Report every line of the listing below in which the string "assert" appears.
BEGIN
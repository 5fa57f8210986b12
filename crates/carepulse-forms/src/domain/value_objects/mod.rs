//! Value Objects module
//!
//! Immutable, validated domain primitives.

pub mod email;
pub mod phone;

pub use email::{Email, EmailError};
pub use phone::{Phone, PhoneError};

/// Identifier value object for records
#[derive(Clone, Debug, PartialEq, Eq, Hash, PartialOrd, Ord, serde::Serialize, serde::Deserialize)]
#[serde(transparent)]
pub struct EntityId(String);

impl EntityId {
    pub fn new() -> Self {
        Self(uuid::Uuid::new_v4().to_string())
    }

    pub fn from_string(id: impl Into<String>) -> Self {
        Self(id.into())
    }

    pub fn as_str(&self) -> &str {
        &self.0
    }

    pub fn is_empty(&self) -> bool {
        self.0.trim().is_empty()
    }
}

impl Default for EntityId {
    fn default() -> Self {
        Self::new()
    }
}

impl std::fmt::Display for EntityId {
    fn fmt(&self, f: &mut std::fmt::Formatter<'_>) -> std::fmt::Result {
        write!(f, "{}", self.0)
    }
}

impl AsRef<str> for EntityId {
    fn as_ref(&self) -> &str {
        &self.0
    }
}

impl From<&str> for EntityId {
    fn from(value: &str) -> Self {
        Self::from_string(value)
    }
}
//! Process configuration

use crate::error::{FormsError, Result};

/// Environment variable holding the admin passkey
pub const ENV_ADMIN_PASSKEY: &str = "CAREPULSE_ADMIN_PASSKEY";
/// Environment variable holding the persistence API base URL
pub const ENV_API_URL: &str = "CAREPULSE_API_URL";

/// Default persistence API base URL
pub const DEFAULT_API_URL: &str = "http://localhost:8080/api";

/// Expected admin secret, compared verbatim against entered and decoded values
#[derive(Clone, PartialEq, Eq)]
pub struct AdminPasskey(String);

impl AdminPasskey {
    pub fn new(value: impl Into<String>) -> Result<Self> {
        let value = value.into();
        if value.is_empty() {
            return Err(FormsError::Config("admin passkey cannot be empty".into()));
        }
        Ok(Self(value))
    }

    /// Read the passkey from `CAREPULSE_ADMIN_PASSKEY`
    pub fn from_env() -> Result<Self> {
        let value = std::env::var(ENV_ADMIN_PASSKEY)
            .map_err(|_| FormsError::Config(format!("{} is not set", ENV_ADMIN_PASSKEY)))?;
        Self::new(value)
    }

    pub fn matches(&self, candidate: &str) -> bool {
        self.0.as_bytes() == candidate.as_bytes()
    }

    pub fn as_str(&self) -> &str {
        &self.0
    }
}

impl std::fmt::Debug for AdminPasskey {
    fn fmt(&self, f: &mut std::fmt::Formatter<'_>) -> std::fmt::Result {
        f.write_str("AdminPasskey(***)")
    }
}

/// Persistence API base URL from `CAREPULSE_API_URL`, falling back to the default
pub fn api_url_from_env() -> String {
    std::env::var(ENV_API_URL)
        .ok()
        .map(|v| v.trim().to_string())
        .filter(|v| !v.is_empty())
        .unwrap_or_else(|| DEFAULT_API_URL.to_string())
}

#[cfg(test)]
mod tests {
    use super::*;

    #[test]
    fn test_passkey_matches_exactly() {
        let key = AdminPasskey::new("123456").unwrap();
        assert!(key.matches("123456"));
        assert!(!key.matches("123457"));
        assert!(!key.matches("12345"));
        assert!(!key.matches(" 123456"));
    }

    #[test]
    fn test_empty_passkey_rejected() {
        assert!(matches!(AdminPasskey::new(""), Err(FormsError::Config(_))));
    }

    #[test]
    fn test_debug_hides_secret() {
        let key = AdminPasskey::new("123456").unwrap();
        assert!(!format!("{:?}", key).contains("123456"));
    }
}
END
= Reply =
        assert!(key.matches("123456"));
        assert!(!key.matches("123457"));
        assert!(!key.matches("12345"));
        assert!(!key.matches(" 123456"));
        assert!(matches!(AdminPasskey::new(""), Err(FormsError::Config(_))));
        assert!(!format!("{:?}", key).contains("123456"));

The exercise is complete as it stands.